Every week I was at a piano or voice lesson as well as at rehearsals for every choir at our school (the main choir, the girls choir, master singers, chamber singers, as well as many of the musical productions. And this is where I introduce Lauren…
Lauren and I were both sopranos and friends. We traveled to Europe together with our master singers group the summer before our senior year, harmonizing in grand cathedrals. When I imagine what angels must sound like, I hear Lauren’s voice; pure, pretty, and entrancing. She is beautiful; on the outside, the inside, and when she sings she’s even more beautiful, if that’s even possible. And even more, she is a very special and precious person to me.

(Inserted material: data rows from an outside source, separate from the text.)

//! Enemies plugin: chasing grunts driven by [`ai::CombatStateMachine`] and a stationary
//! armored core.
//!
//! ---------------------------
//! HOW THIS IS WIRED
//! ---------------------------
//! 1) FACTS live in components:
//!    - `EnemyHealth` / `ArmoredCore` / `ArmorPiece` hold HP.
//!    - `CombatStateMachine` holds behavior state, facing, cue and stun shake.
//!
//! 2) RULES mutate facts in two places:
//!    - `drive_enemy_ai` (FixedUpdate, Act) ticks every brain and runs strike hit-tests.
//!    - health observers react to `TakeDamage` the moment a strike's commands apply.
//!
//! 3) PRESENTATION is derived from facts in `present_enemies` (FixedPostUpdate, Present):
//!    body pose and shake, cue icon visibility. Colour belongs to `DamageFlash`.
//!
//! Enemies are laid out as a physics root with visual children:
//!
//! ```text
//! Enemy (collider, NavAgent, CombatStateMachine, EnemyHealth)
//!  |- EnemyBody (Sprite, DamageFlash)
//!  '- CueIcon   (Sprite, Visibility)
//! ```

use avian2d::prelude::*;
use bevy::prelude::*;
use bevy::state::state_scoped::DespawnOnExit;
use rand::Rng;

use crate::common::layers::{Faction, Layer, non_interacting};
use crate::common::state::{CombatSystems, GameState};
use crate::common::tunables::{Tunables, VisualSettings};
use crate::plugins::combat::damage::{DamageFeedback, DestroyedKind, TakeDamage, resolve};
use crate::plugins::combat::effects::EffectKind;
use crate::plugins::combat::flash::DamageFlash;
use crate::plugins::combat::health::{Damageable, HealthPool};
use crate::plugins::combat::hit_test::OverlapQuery;
use crate::plugins::combat::{CombatRng, PendingDespawn};
use crate::plugins::navigation::{Detached, NavAgent};
use crate::plugins::player::{Player, PlayerEntity};

pub mod ai;
pub mod armor;

use ai::{AiProfile, CombatStateMachine, Cue, Pose};
use armor::{ArmorPiece, ArmoredCore};

// -----------------------------------------------------------------------------
// Components
// -----------------------------------------------------------------------------

#[derive(Component, Debug, Clone, Copy)]
pub struct Enemy;

/// Simple HP for an enemy body. Hits stagger the enemy's brain if it has one.
#[derive(Component, Debug, Clone)]
pub struct EnemyHealth {
    pool: HealthPool,
}

impl EnemyHealth {
    pub fn new(max_hp: i32) -> Self {
        Self {
            pool: HealthPool::new(max_hp),
        }
    }
}

impl Damageable for EnemyHealth {
    fn pool(&self) -> &HealthPool {
        &self.pool
    }
    fn pool_mut(&mut self) -> &mut HealthPool {
        &mut self.pool
    }
}

/// Visual child carrying the body sprite.
#[derive(Component, Debug, Clone, Copy)]
pub struct EnemyBody;

/// Visual child showing the discovered / lost icon.
#[derive(Component, Debug, Clone, Copy)]
pub struct CueIcon;

// -----------------------------------------------------------------------------
// Plugin wiring
// -----------------------------------------------------------------------------

pub fn plugin(app: &mut App) {
    app.add_systems(OnEnter(GameState::InGame), (spawn_grunts, spawn_armored_core));

    app.add_observer(on_enemy_damaged);
    app.add_observer(armor::on_core_damaged);
    app.add_observer(armor::on_armor_damaged);

    app.add_systems(FixedUpdate, drive_enemy_ai.in_set(CombatSystems::Act));
    app.add_systems(FixedPostUpdate, present_enemies.in_set(CombatSystems::Present));
}

// -----------------------------------------------------------------------------
// Spawn
// -----------------------------------------------------------------------------

const GRUNT_HP: i32 = 3;
const CORE_HP: i32 = 3;
const ARMOR_HP: i32 = 1;

fn enemy_layers() -> CollisionLayers {
    CollisionLayers::new(
        Layer::Enemy,
        [Layer::World, Layer::Player, Layer::Enemy, Layer::Destructible],
    )
}

fn spawn_grunts(mut commands: Commands, tunables: Res<Tunables>, visuals: Res<VisualSettings>) {
    let tile = tunables.tile_size;
    let profile = match AiProfile::default().scaled(tile).validate() {
        Ok(p) => p,
        Err(err) => {
            warn!("enemies: grunt profile rejected: {err}");
            return;
        }
    };

    let body_color = Color::srgb(0.85, 0.3, 0.3);
    let radius = tile * 0.4;

    for (i, cell) in [IVec2::new(-8, 5), IVec2::new(8, 5), IVec2::new(0, -7)]
        .into_iter()
        .enumerate()
    {
        let pos = cell.as_vec2() * tile;
        commands.spawn((
            Name::new(format!("Grunt{i}")),
            Enemy,
            Faction::Enemy,
            EnemyHealth::new(GRUNT_HP),
            CombatStateMachine::new(profile.clone()),
            NavAgent::new(profile.move_speed, profile.stopping_distance),
            Transform::from_translation(pos.extend(1.0)),
            Visibility::default(),
            RigidBody::Dynamic,
            LockedAxes::ROTATION_LOCKED,
            Collider::circle(radius),
            enemy_layers(),
            LinearVelocity::ZERO,
            DespawnOnExit(GameState::InGame),
            children![
                (
                    Name::new("EnemyBody"),
                    EnemyBody,
                    Sprite::from_color(body_color, Vec2::splat(radius * 2.0)),
                    DamageFlash::new(body_color, &visuals),
                    Transform::default(),
                ),
                (
                    Name::new("CueIcon"),
                    CueIcon,
                    Sprite::from_color(Color::WHITE, Vec2::splat(tile * 0.3)),
                    Transform::from_xyz(0.0, tile * 0.7, 2.0),
                    Visibility::Hidden,
                ),
            ],
        ));
    }
}

/// Core in the middle of a ring of armor pieces.
fn spawn_armored_core(
    mut commands: Commands,
    tunables: Res<Tunables>,
    visuals: Res<VisualSettings>,
) {
    let tile = tunables.tile_size;
    let center = Vec2::new(0.0, 6.0) * tile;
    let core_color = Color::srgb(0.95, 0.6, 0.2);
    let armor_color = Color::srgb(0.45, 0.55, 0.75);

    let mut core = ArmoredCore::new(CORE_HP);
    for (i, dir) in [Vec2::X, Vec2::Y, Vec2::NEG_X, Vec2::NEG_Y].into_iter().enumerate() {
        let pos = center + dir * tile;
        let piece = commands
            .spawn((
                Name::new(format!("ArmorPiece{i}")),
                ArmorPiece::new(ARMOR_HP),
                Faction::Enemy,
                Sprite::from_color(armor_color, Vec2::splat(tile * 0.9)),
                DamageFlash::new(armor_color, &visuals),
                Transform::from_translation(pos.extend(1.0)),
                RigidBody::Static,
                Collider::rectangle(tile * 0.9, tile * 0.9),
                enemy_layers(),
                DespawnOnExit(GameState::InGame),
            ))
            .id();
        core.attach(piece);
    }

    commands.spawn((
        Name::new("ArmoredCore"),
        core,
        Faction::Enemy,
        Sprite::from_color(core_color, Vec2::splat(tile * 0.8)),
        DamageFlash::new(core_color, &visuals),
        Transform::from_translation(center.extend(1.0)),
        RigidBody::Static,
        Collider::circle(tile * 0.4),
        enemy_layers(),
        DespawnOnExit(GameState::InGame),
    ));
}

// -----------------------------------------------------------------------------
// Damage
// -----------------------------------------------------------------------------

pub(crate) fn on_enemy_damaged(
    ev: On<TakeDamage>,
    mut q: Query<(&mut EnemyHealth, &Transform)>,
    mut fx: DamageFeedback,
) {
    let hit = *ev.event();
    let Ok((mut health, tf)) = q.get_mut(hit.entity) else {
        return;
    };

    let outcome = health.absorb(hit.amount);
    let Some(killed) = resolve(hit.entity, hit.amount, outcome) else {
        return;
    };
    trace!("enemy {:?} hit for {} (hp {})", hit.entity, hit.amount, health.hp());

    fx.wounded(hit.entity, hit.point);
    if killed {
        fx.commands()
            .entity(hit.entity)
            .insert(non_interacting());
        fx.destroyed(
            hit.entity,
            DestroyedKind::Enemy,
            EffectKind::EnemyDeath,
            tf.translation.truncate(),
        );
    }
}

// -----------------------------------------------------------------------------
// Behavior
// -----------------------------------------------------------------------------

/// First overlapping entity that belongs to the player.
fn strike_target(
    overlaps: &impl OverlapQuery,
    center: Vec2,
    radius: f32,
    factions: &Query<&Faction>,
) -> Option<Entity> {
    overlaps
        .overlap_circle(center, radius, Layer::Player.into())
        .into_iter()
        .find(|e| matches!(factions.get(*e), Ok(Faction::Player)))
}

/// Brains that still get a say this step.
pub(crate) type LiveBrains<'w, 's> = Query<
    'w,
    's,
    (
        Entity,
        &'static Transform,
        &'static mut CombatStateMachine,
        Option<&'static mut NavAgent>,
    ),
    (With<Enemy>, Without<PendingDespawn>, Without<Player>),
>;

/// One fixed step for every live enemy: sync its agent, tick its brain, resolve strikes.
pub(crate) fn step_enemies(
    dt: f32,
    player: Option<Vec2>,
    brains: &mut LiveBrains,
    overlaps: &impl OverlapQuery,
    factions: &Query<&Faction>,
    rng: &mut impl Rng,
    commands: &mut Commands,
) {
    for (e, tf, mut brain, nav) in brains.iter_mut() {
        let pos = tf.translation.truncate();
        let report = match nav {
            Some(mut nav) => {
                nav.sync_position(pos);
                brain.tick(dt, player, pos, &mut *nav, &mut *rng)
            }
            None => brain.tick(dt, player, pos, &mut Detached, &mut *rng),
        };

        if let Some((from, to)) = report.transition {
            debug!("enemy {e:?}: {from:?} -> {to:?}");
        }

        if !report.strike {
            continue;
        }
        let center = brain.strike_center(pos);
        let profile = brain.profile();
        if let Some(target) = strike_target(overlaps, center, profile.attack_radius, factions) {
            commands.trigger(TakeDamage {
                entity: target,
                amount: profile.attack_damage,
                point: center,
            });
        }
    }
}

pub(crate) fn drive_enemy_ai(
    time: Res<Time<Fixed>>,
    player_e: Res<PlayerEntity>,
    q_player: Query<&Transform, With<Player>>,
    mut rng: ResMut<CombatRng>,
    mut brains: LiveBrains,
    spatial: SpatialQuery,
    factions: Query<&Faction>,
    mut commands: Commands,
) {
    let player = player_e
        .0
        .and_then(|e| q_player.get(e).ok())
        .map(|tf| tf.translation.truncate());

    step_enemies(
        time.delta_secs(),
        player,
        &mut brains,
        &spatial,
        &factions,
        &mut rng.0,
        &mut commands,
    );
}

// -----------------------------------------------------------------------------
// Presentation
// -----------------------------------------------------------------------------

fn pose_scale(pose: Pose) -> Vec3 {
    match pose {
        Pose::Normal | Pose::Damaged => Vec3::ONE,
        Pose::Prepare => Vec3::new(1.15, 0.85, 1.0),
        Pose::Attack => Vec3::new(0.9, 1.2, 1.0),
    }
}

fn cue_color(cue: Cue) -> Color {
    match cue {
        Cue::Discovered => Color::srgb(1.0, 0.9, 0.2),
        Cue::Lost => Color::srgb(0.6, 0.6, 0.7),
    }
}

pub(crate) fn present_enemies(
    q_brains: Query<(&CombatStateMachine, &Children)>,
    mut q_body: Query<&mut Transform, (With<EnemyBody>, Without<CueIcon>)>,
    mut q_icon: Query<(&mut Visibility, &mut Sprite), (With<CueIcon>, Without<EnemyBody>)>,
) {
    for (brain, children) in &q_brains {
        for child in children.iter() {
            if let Ok(mut tf) = q_body.get_mut(child) {
                let offset = brain.body_offset();
                tf.translation.x = offset.x;
                tf.translation.y = offset.y;
                tf.scale = pose_scale(brain.pose());
            } else if let Ok((mut vis, mut sprite)) = q_icon.get_mut(child) {
                match brain.cue() {
                    Some(cue) => {
                        *vis = Visibility::Inherited;
                        sprite.color = cue_color(cue);
                    }
                    None => *vis = Visibility::Hidden,
                }
            }
        }
    }
}
//! Integration test harness.
//!
//! Keep integration tests headless:
//! - `MinimalPlugins` provides core ECS runtime.
//! - we then call `burrow::game::configure_headless` to install gameplay plugins.

#![allow(dead_code)]

use bevy::asset::AssetPlugin;
use bevy::ecs::message::Messages;
use bevy::prelude::*;
use bevy::scene::ScenePlugin;
use bevy::state::app::StatesPlugin;
use burrow::plugins::combat::CombatRng;

pub fn app_headless() -> App {
    let mut app = App::new();

    // AssetPlugin + ScenePlugin so SceneSpawner exists.
    app.add_plugins((
        MinimalPlugins,
        StatesPlugin,
        AssetPlugin::default(),
        ScenePlugin,
    ));

    burrow::game::configure_headless(&mut app);
    app.insert_resource(CombatRng::seeded(0x5eed));
    app
}

/// Headless app after its first frame: `OnEnter(InGame)` has spawned the level.
pub fn app_in_game() -> App {
    let mut app = app_headless();
    app.update();
    app
}

/// Every message of type `M` still buffered, oldest first.
pub fn buffered<M: Message + Clone>(app: &App) -> Vec<M> {
    let messages = app.world().resource::<Messages<M>>();
    messages.get_cursor().read(messages).cloned().collect()
}

/// First entity carrying component `C`.
pub fn first_with<C: Component>(app: &mut App) -> Entity {
    app.world_mut()
        .query_filtered::<Entity, With<C>>()
        .iter(app.world())
        .next()
        .expect("no entity with the requested component")
}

I have many memories of Lauren from high school, but the one I remember the most (or touched my heart the most) takes place during a choir rehearsal….
We were rehearsing the song “Sing me to Heaven,” one of my favorites. It’s a touching song, a song about leaving one place and arriving at another. You can listen to it here. During the end of the song, Lauren couldn’t finish; she was crying, or at least this is what I remember. One of her grandparents recently passed away, and I remember the song was so moving, so beautiful, that she just couldn’t continue. And seeing her mourning heart displayed in front of me, well, tears ran down my face as well. And this is what music does; it heals us; it brings out the tears, the emotions that are stuck inside us that need expressed. Sometimes when I listen to a beautiful piece of music, it reaffirms my belief that there is a God, and He is beautiful, creative, and gave us music because He loves us so much. He knew we would need it.
After high school, Lauren and I went our separate ways for awhile, but would see each other from time to time. Every time I would see her it was like time didn’t go by. We would pick up right where we left off. Hanging out with Lauren reminds me of being back at home.
About 2 years ago Lauren emailed me asking if I would do some portraits for her. I was just officially starting my business and was excited for the opportunity to photograph her (she’s so photogenic!!) Well, Lauren took those photos, and put a few on match.com. Not much time went by when a guy named Will noticed her beauty and sent her an email.
A year later, Lauren emailed me again asking if I would be her wedding photographer. I like to think I had a part in Lauren and Will’s love story, and now I get to photograph their romantic wedding in Old Town Alexandria next year.
It’s amazing how friendships grow and evolve throughout the years. I’m so happy to be re-connected with Lauren, and to see her marry a guy who is head over heels in love with her.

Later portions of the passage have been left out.